The police officers and firefighters we taxpayers employ to protect us are, sad to say, bullies in the political realm.
Their unions trade on their status as "first responders," their power to grant campaign endorsements and their ability to raise and disburse campaign contributions to demand extraordinary political favors.
A case in point was the incredibly generous retirement benefits that legislators and then-Gov. Gray Davis gave so-called "safety members" in 1999 90 percent of their salaries after 30 years, plus lifetime health care.
Local governments felt compelled to match the state's benefits, and soaring retiree costs now figure prominently in their fiscal woes, including three city bankruptcy filings.
The current legislative session demonstrates anew the fire and police unions' clout in an election year.

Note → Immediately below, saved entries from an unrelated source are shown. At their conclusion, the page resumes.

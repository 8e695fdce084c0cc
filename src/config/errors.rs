use std::fmt;
use std::io;

/// Failure while reading or parsing a configuration
///
/// Lexical and syntax errors abort the configuration read for the source
/// chain that produced them. The location is the word source's
/// human-readable position, including the include chain.
#[derive(Debug)]
pub struct ParseError {
    pub message: String,
    pub location: Option<String>,
}

impl ParseError {
    pub fn new(message: impl Into<String>, location: impl Into<String>) -> ParseError {
        ParseError {
            message: message.into(),
            location: Some(location.into()),
        }
    }

    pub fn without_location(message: impl Into<String>) -> ParseError {
        ParseError {
            message: message.into(),
            location: None,
        }
    }
}

impl fmt::Display for ParseError {
    fn fmt(&self, f: &mut fmt::Formatter<'_>) -> fmt::Result {
        match &self.location {
            Some(location) => write!(f, "{} ({})", self.message, location),
            None => f.write_str(&self.message),
        }
    }
}

impl std::error::Error for ParseError {}

impl From<io::Error> for ParseError {
    fn from(err: io::Error) -> ParseError {
        ParseError::without_location(format!("I/O error: {}", err))
    }
}
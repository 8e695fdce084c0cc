//! Cross-pool linking: reference resolution, diagnostics, and the
//! configuration consistency checkers

mod checkers;
mod diagnostics;
mod linker;

pub use checkers::*;
pub use diagnostics::*;
pub use linker::*;
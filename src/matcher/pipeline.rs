use super::{DescriptorPattern, NameFilter, NamePattern, TypePattern};
use crate::app_view::AppView;
use crate::config::{
    Captures, ClassSpecification, Configuration, FieldSpecification, KeepSpecification,
    MethodSpecification, ValueSpecification, WildcardManager,
};
use crate::jvm::{
    AccessFlagPredicate, AttributeList, Class, ClassHandle, Field, Method,
};
use std::collections::HashSet;

/// A field or method under test, as a closed union
///
/// Dispatching on this enum keeps member matching a plain data
/// transformation; there is no trait object on the hot path.
#[derive(Copy, Clone)]
pub enum MemberView<'a> {
    Field(&'a Field),
    Method(&'a Method),
}

impl<'a> MemberView<'a> {
    fn name(&self) -> &'a str {
        match self {
            MemberView::Field(field) => field.name.as_ref(),
            MemberView::Method(method) => method.name.as_ref(),
        }
    }

    fn access_bits(&self) -> u16 {
        match self {
            MemberView::Field(field) => field.access_flags.bits(),
            MemberView::Method(method) => method.access_flags.bits(),
        }
    }

    fn annotations(&self) -> Vec<&'a crate::jvm::Annotation> {
        match self {
            MemberView::Field(field) => field.annotations(),
            MemberView::Method(method) => method.annotations(),
        }
    }

    fn attribute_names(&self) -> Vec<&'a str> {
        let attributes = match self {
            MemberView::Field(field) => &field.attributes,
            MemberView::Method(method) => &method.attributes,
        };
        attributes.iter().map(|attribute| attribute.name()).collect()
    }
}

/// One stage of a compiled member pipeline
#[derive(Clone, Debug)]
enum MemberStage {
    Name(NamePattern),
    Access(AccessFlagPredicate),
    Annotation(NamePattern),
    Attributes(NameFilter),
    FieldType(TypePattern),
    MethodDescriptor(DescriptorPattern),
    Value(ValueSpecification),
}

/// Compiled matcher for one member specification
///
/// Stages run cheapest first and short-circuit on the first rejection.
#[derive(Clone, Debug)]
pub struct MemberPipeline {
    is_field: bool,
    stages: Vec<MemberStage>,
}
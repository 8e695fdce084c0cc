use super::Diagnostics;
use crate::app_view::AppView;
use crate::config::Configuration;
use crate::jvm::{BinaryName, ClassHandle, Name, PoolKind, UnqualifiedName};
use crate::matcher::{ClassMatch, KeepRule};
use std::collections::HashSet;

/// The classes (and their members) one keep rule matched
#[derive(Clone, Debug, Default)]
pub struct RuleMatches {
    pub matched: Vec<(ClassHandle, ClassMatch)>,
}

impl RuleMatches {
    fn program_classes(&self) -> impl Iterator<Item = ClassHandle> + '_ {
        self.matched
            .iter()
            .map(|(handle, _)| *handle)
            .filter(|handle| handle.pool == PoolKind::Program)
    }

    fn library_classes(&self) -> impl Iterator<Item = ClassHandle> + '_ {
        self.matched
            .iter()
            .map(|(handle, _)| *handle)
            .filter(|handle| handle.pool == PoolKind::Library)
    }
}

/// Run every rule's pipeline over both pools, preserving rule order
pub fn match_rules(view: &AppView, rules: &[KeepRule]) -> Vec<RuleMatches> {
    rules
        .iter()
        .map(|rule| {
            let mut matches = RuleMatches::default();
            for handle in view.all_handles() {
                if let Some(class_match) = rule.pipeline.matches(view, view.get(handle)) {
                    matches.matched.push((handle, class_match));
                }
            }
            matches
        })
        .collect()
}

/// Run all consistency checkers
///
/// Checkers are pure observers over the linked pools: they record notes and
/// never mutate anything, so running them twice records the same notes twice.
pub fn run_checkers(
    view: &AppView,
    configuration: &Configuration,
    rules: &[KeepRule],
    diagnostics: &mut Diagnostics,
) {
    let matches = match_rules(view, rules);
    check_unresolved_keep_names(view, rules, diagnostics);
    ClassMemberChecker.check(view, rules, &matches, diagnostics);
    KeepClassMemberChecker.check(rules, diagnostics);
    DescriptorKeepChecker.check(view, rules, &matches, diagnostics);
    LibraryKeepChecker.check(rules, &matches, diagnostics);
    GetAnnotationChecker.check(view, configuration, diagnostics);
}

/// A keep rule naming a class exactly (no wildcards) that no pool defines is
/// almost certainly a typo
fn check_unresolved_keep_names(view: &AppView, rules: &[KeepRule], diagnostics: &mut Diagnostics) {
    for rule in rules {
        let name_pattern = &rule.keep.class_specification.name;
        if let Some(exact) = name_pattern.exact_name() {
            match BinaryName::from_string(exact.to_string()) {
                Ok(name) if view.lookup(&name).is_none() => {
                    diagnostics.note(
                        exact,
                        format!(
                            "the configuration refers to the unknown class '{}'",
                            name.external()
                        ),
                    );
                }
                _ => {}
            }
        }
    }
}

/// Flags member specifications that name (without wildcards) members absent
/// from a matched class
pub struct ClassMemberChecker;

impl ClassMemberChecker {
    pub fn check(
        &self,
        view: &AppView,
        rules: &[KeepRule],
        matches: &[RuleMatches],
        diagnostics: &mut Diagnostics,
    ) {
        for (rule, rule_matches) in rules.iter().zip(matches) {
            let specification = &rule.keep.class_specification;
            let mut exact_names: Vec<(&str, bool)> = vec![];
            for field in &specification.field_specifications {
                if let Some(exact) = field.name.as_ref().and_then(|name| name.exact_name()) {
                    exact_names.push((exact, true));
                }
            }
            for method in &specification.method_specifications {
                if let Some(exact) = method.name.as_ref().and_then(|name| name.exact_name()) {
                    exact_names.push((exact, false));
                }
            }
            if exact_names.is_empty() {
                continue;
            }

            for (handle, _) in &rule_matches.matched {
                let class = view.get(*handle);
                for (name, is_field) in &exact_names {
                    let declared = if *is_field {
                        class.fields.iter().any(|field| field.name.as_ref() == *name)
                    } else {
                        class.methods.iter().any(|method| method.name.as_ref() == *name)
                    };
                    if !declared {
                        let kind = if *is_field { "field" } else { "method" };
                        diagnostics.note(
                            class.name.as_ref(),
                            format!(
                                "the configuration refers to the unknown {} '{}' in class '{}'",
                                kind,
                                name,
                                class.name.external()
                            ),
                        );
                    }
                }
            }
        }
    }
}

/// A member-marking rule with no member specifications matches nothing useful
pub struct KeepClassMemberChecker;

impl KeepClassMemberChecker {
    pub fn check(&self, rules: &[KeepRule], diagnostics: &mut Diagnostics) {
        for rule in rules {
            let keep = &rule.keep;
            if !keep.mark_classes
                && !keep.mark_conditionally
                && !keep.class_specification.has_member_specifications()
            {
                diagnostics.note(
                    keep.class_specification.name.source(),
                    String::from(
                        "the member-keeping rule specifies no members, so it keeps nothing",
                    ),
                );
            }
        }
    }
}

/// Kept members whose descriptors pull in program classes that are not
/// themselves kept will break under shrinking
pub struct DescriptorKeepChecker;

impl DescriptorKeepChecker {
    pub fn check(
        &self,
        view: &AppView,
        rules: &[KeepRule],
        matches: &[RuleMatches],
        diagnostics: &mut Diagnostics,
    ) {
        let mut kept: HashSet<ClassHandle> = HashSet::new();
        for rule_matches in matches {
            kept.extend(rule_matches.program_classes());
        }

        let mut reported: HashSet<(ClassHandle, BinaryName)> = HashSet::new();
        for (rule, rule_matches) in rules.iter().zip(matches) {
            if rule.keep.include_descriptor_classes {
                continue;
            }
            for (handle, class_match) in &rule_matches.matched {
                if handle.pool != PoolKind::Program {
                    continue;
                }
                let class = view.get(*handle);

                let mut referenced: Vec<(&UnqualifiedName, &BinaryName)> = vec![];
                for &index in &class_match.fields {
                    let field = &class.fields[index];
                    referenced
                        .extend(field.descriptor.referenced_class().map(|c| (&field.name, c)));
                }
                for &index in &class_match.methods {
                    let method = &class.methods[index];
                    for class_name in method.descriptor.referenced_classes() {
                        referenced.push((&method.name, class_name));
                    }
                }

                for (member_name, class_name) in referenced {
                    let target = match view.program_class_pool.lookup(class_name) {
                        Some(target) => target,
                        // Library and unknown classes are out of shrinking's reach
                        None => continue,
                    };
                    if kept.contains(&target) {
                        continue;
                    }
                    if reported.insert((*handle, class_name.clone())) {
                        diagnostics.note(
                            class.name.as_ref(),
                            format!(
                                "the kept member '{}' refers to program class '{}', which is not kept itself",
                                member_name.as_ref(),
                                class_name.external()
                            ),
                        );
                    }
                }
            }
        }
    }
}

/// A rule that only ever matches library classes keeps nothing the processor
/// touches
pub struct LibraryKeepChecker;

impl LibraryKeepChecker {
    pub fn check(&self, rules: &[KeepRule], matches: &[RuleMatches], diagnostics: &mut Diagnostics) {
        for (rule, rule_matches) in rules.iter().zip(matches) {
            let library = rule_matches.library_classes().count();
            if library > 0 && rule_matches.program_classes().count() == 0 {
                diagnostics.note(
                    rule.keep.class_specification.name.source(),
                    format!(
                        "the keep rule matches {} library class(es) but no program classes",
                        library
                    ),
                );
            }
        }
    }
}

/// Attribute names whose presence makes runtime annotation lookup work
const ANNOTATION_ATTRIBUTES: &[&str] = &[
    "RuntimeVisibleAnnotations",
    "RuntimeInvisibleAnnotations",
    "RuntimeVisibleParameterAnnotations",
    "RuntimeInvisibleParameterAnnotations",
    "AnnotationDefault",
];
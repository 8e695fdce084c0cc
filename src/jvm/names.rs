use std::borrow::Cow;
use std::fmt::{Debug, Display, Error as FmtError, Formatter};

/// Names of methods, fields
///
/// See <https://docs.oracle.com/javase/specs/jvms/se16/html/jvms-4.html#jvms-4.2.2>
#[derive(Clone, Hash, Eq, PartialEq)]
pub struct UnqualifiedName(Cow<'static, str>);

/// Names of classes and interfaces, in internal (slash-separated) form
///
/// See <https://docs.oracle.com/javase/specs/jvms/se16/html/jvms-4.html#jvms-4.2.1>
#[derive(Clone, Hash, Eq, PartialEq)]
pub struct BinaryName(Cow<'static, str>);

/// Extracts the raw underlying string name
impl AsRef<str> for UnqualifiedName {
    fn as_ref(&self) -> &str {
        self.0.as_ref()
    }
}

/// Extracts the raw underlying string name
impl AsRef<str> for BinaryName {
    fn as_ref(&self) -> &str {
        self.0.as_ref()
    }
}

pub trait Name: Sized {
    /// Check if a string would be a valid name
    fn check_valid(name: impl AsRef<str>) -> Result<(), String>;

    /// Extact the raw underlying string data:
    fn as_cow(&self) -> &Cow<'static, str>;

    /// Extact the raw underlying string name
    fn as_str(&self) -> &str {
        self.as_cow().as_ref()
    }

    /// Try to construct a name from a string
    fn from_string(name: String) -> Result<Self, String>;
}

impl Name for UnqualifiedName {
    fn check_valid(name: impl AsRef<str>) -> Result<(), String> {
        let name = name.as_ref();
        if name == "<init>" || name == "<clinit>" {
            Ok(())
        } else if name.contains(&['.', ';', '[', '/'][..]) {
            Err(format!(
                "Unqualified name '{}' contains an illegal character",
                name
            ))
        } else if name.is_empty() {
            Err(format!("Unqualified name '{}' is empty", name))
        } else {
            Ok(())
        }
    }

    fn as_cow(&self) -> &Cow<'static, str> {
        &self.0
    }

    fn from_string(name: String) -> Result<Self, String> {
        match Self::check_valid(&name) {
            Ok(()) => Ok(UnqualifiedName(Cow::Owned(name))),
            Err(msg) => Err(msg),
        }
    }
}

impl Name for BinaryName {
    fn check_valid(name: impl AsRef<str>) -> Result<(), String> {
        let name = name.as_ref();
        if name.is_empty() {
            Err(format!("Binary name '{}' is empty", name))
        } else {
            name.split('/').map(UnqualifiedName::check_valid).collect()
        }
    }

    fn as_cow(&self) -> &Cow<'static, str> {
        &self.0
    }

    fn from_string(name: String) -> Result<Self, String> {
        match Self::check_valid(&name) {
            Ok(()) => Ok(BinaryName(Cow::Owned(name))),
            Err(msg) => Err(msg),
        }
    }
}

impl Debug for UnqualifiedName {
    fn fmt(&self, f: &mut Formatter<'_>) -> Result<(), FmtError> {
        f.write_str(self.0.as_ref())
    }
}
impl Debug for BinaryName {
    fn fmt(&self, f: &mut Formatter<'_>) -> Result<(), FmtError> {
        f.write_str(self.0.as_ref())
    }
}

impl Display for BinaryName {
    fn fmt(&self, f: &mut Formatter<'_>) -> Result<(), FmtError> {
        f.write_str(self.0.as_ref())
    }
}

impl UnqualifiedName {
    const fn name(value: &'static str) -> UnqualifiedName {
        UnqualifiedName(Cow::Borrowed(value))
    }

    // Special unqualified names - only these are allowed to have angle brackets in them
    pub const INIT: Self = Self::name("<init>");
    pub const CLINIT: Self = Self::name("<clinit>");

    // Reflective annotation lookup, flagged by the annotation checker
    pub const GETANNOTATION: Self = Self::name("getAnnotation");
    pub const GETANNOTATIONS: Self = Self::name("getAnnotations");
    pub const GETDECLAREDANNOTATIONS: Self = Self::name("getDeclaredAnnotations");
}

impl BinaryName {
    /// Convert an external, dot-separated Java name into an internal binary
    /// name (`com.example.Foo` becomes `com/example/Foo`)
    pub fn from_external(name: &str) -> Result<BinaryName, String> {
        Self::from_string(name.replace('.', "/"))
    }

    /// Render the name the way a user wrote it: dot-separated
    pub fn external(&self) -> String {
        self.as_str().replace('/', ".")
    }

    const fn name(value: &'static str) -> BinaryName {
        BinaryName(Cow::Borrowed(value))
    }

    // JDK names the linker and checkers have baked-in knowledge of
    pub const OBJECT: Self = Self::name("java/lang/Object");
    pub const CLASS: Self = Self::name("java/lang/Class");
    pub const ANNOTATION: Self = Self::name("java/lang/annotation/Annotation");
}
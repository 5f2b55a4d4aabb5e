//! Tiered significance policy for decimal odds.
//!
//! Equal absolute moves matter less as odds grow, so the threshold widens
//! with the reference value:
//!
//! | reference      | threshold |
//! |----------------|-----------|
//! | < 1.10         | 0.01      |
//! | [1.10, 1.20)   | 0.02      |
//! | [1.20, 1.30)   | 0.03      |
//! | [1.30, 1.40)   | 0.04      |
//! | [1.40, 1.60)   | 0.05      |
//! | [1.60, 1.90)   | 0.07      |
//! | [1.90, 2.20)   | 0.10      |
//! | [2.20, 2.50)   | 0.15      |
//! | [2.50, 3.00)   | 0.20      |
//! | [3.00, 4.00)   | 0.30      |
//! | ≥ 4.00         | 0.50      |

/// `(exclusive upper bound, threshold)` in ascending order.
const BUCKETS: [(f64, f64); 10] = [
    (1.10, 0.01),
    (1.20, 0.02),
    (1.30, 0.03),
    (1.40, 0.04),
    (1.60, 0.05),
    (1.90, 0.07),
    (2.20, 0.10),
    (2.50, 0.15),
    (3.00, 0.20),
    (4.00, 0.30),
];

const TOP_THRESHOLD: f64 = 0.50;

/// Absorbs binary representation error so that e.g. 2.00 → 1.90 meets 0.10.
const DIFF_TOLERANCE: f64 = 1e-9;

/// Index of the bucket a reference value falls into (0..=10).
///
/// Anything below the table, including NaN and non-positive values, lands in
/// the first bucket.
pub fn bucket(reference: f64) -> usize {
    if reference.is_nan() {
        return 0;
    }
    BUCKETS
        .iter()
        .position(|(upper, _)| reference < *upper)
        .unwrap_or(BUCKETS.len())
}

/// Minimum absolute move from `reference` that counts as significant.
pub fn threshold(reference: f64) -> f64 {
    BUCKETS
        .get(bucket(reference))
        .map(|(_, t)| *t)
        .unwrap_or(TOP_THRESHOLD)
}

/// Whether moving from `reference` to `current` crosses the threshold.
/// Direction does not matter.
pub fn is_significant(reference: f64, current: f64) -> bool {
    if current == reference {
        return false;
    }
    (current - reference).abs() + DIFF_TOLERANCE >= threshold(reference)
}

Take, for example, what happened when Speaker John A. Pérez proposed union-backed legislation to sweeten the pension pot for police and firefighters even more.
Assembly Bill 2451 doubles a 4 1/2-year statute of limitations on death benefits from some diseases presumed in law another giveaway to be job-related, such as cancer.
Even were they to die from those maladies many years after leaving public payrolls, their heirs would be entitled to benefits paid by taxpayers worth at least a quarter-million dollars.
It could cost California's taxpayers hundreds of millions of dollars. But only four legislators voted against it in the Assembly and just seven in the Senate.
AB 2451, however, is not the only example. Assembly Bill 2660 fared even better, winning unanimous votes in both legislative houses and a signature from Gov. Jerry Brown.
Sponsored by the Peace Officers Research Association of California and carried by Assemblyman Jose Solorio, D-Santa Ana, the measure allows police cars to have tinted side and rear windows, even though any other motorist would be ticketed for tinting and even though a legislative analysis said proponents could offer no evidence to justify an exemption.
Credit independent blogger Greg Lucas for uncovering that little jewel.
And then there's Assembly Bill 2389, which Assemblywoman Bonnie Lowenthal, D-Long Beach, is carrying for California Professional Firefighters.
It appears to be an even pettier bill, ginned up by the firefighters to harass those employed by private ambulance services under contract to local government by compelling them to place emblems on their uniforms and/or their vehicles saying who employs them.
It's part of an increasingly bitter battle between private ambulance firms and fire departments that have gone into the ambulance business to compensate for a decreasing number of fire calls. The bill has passed both houses. Its fate is up to Brown.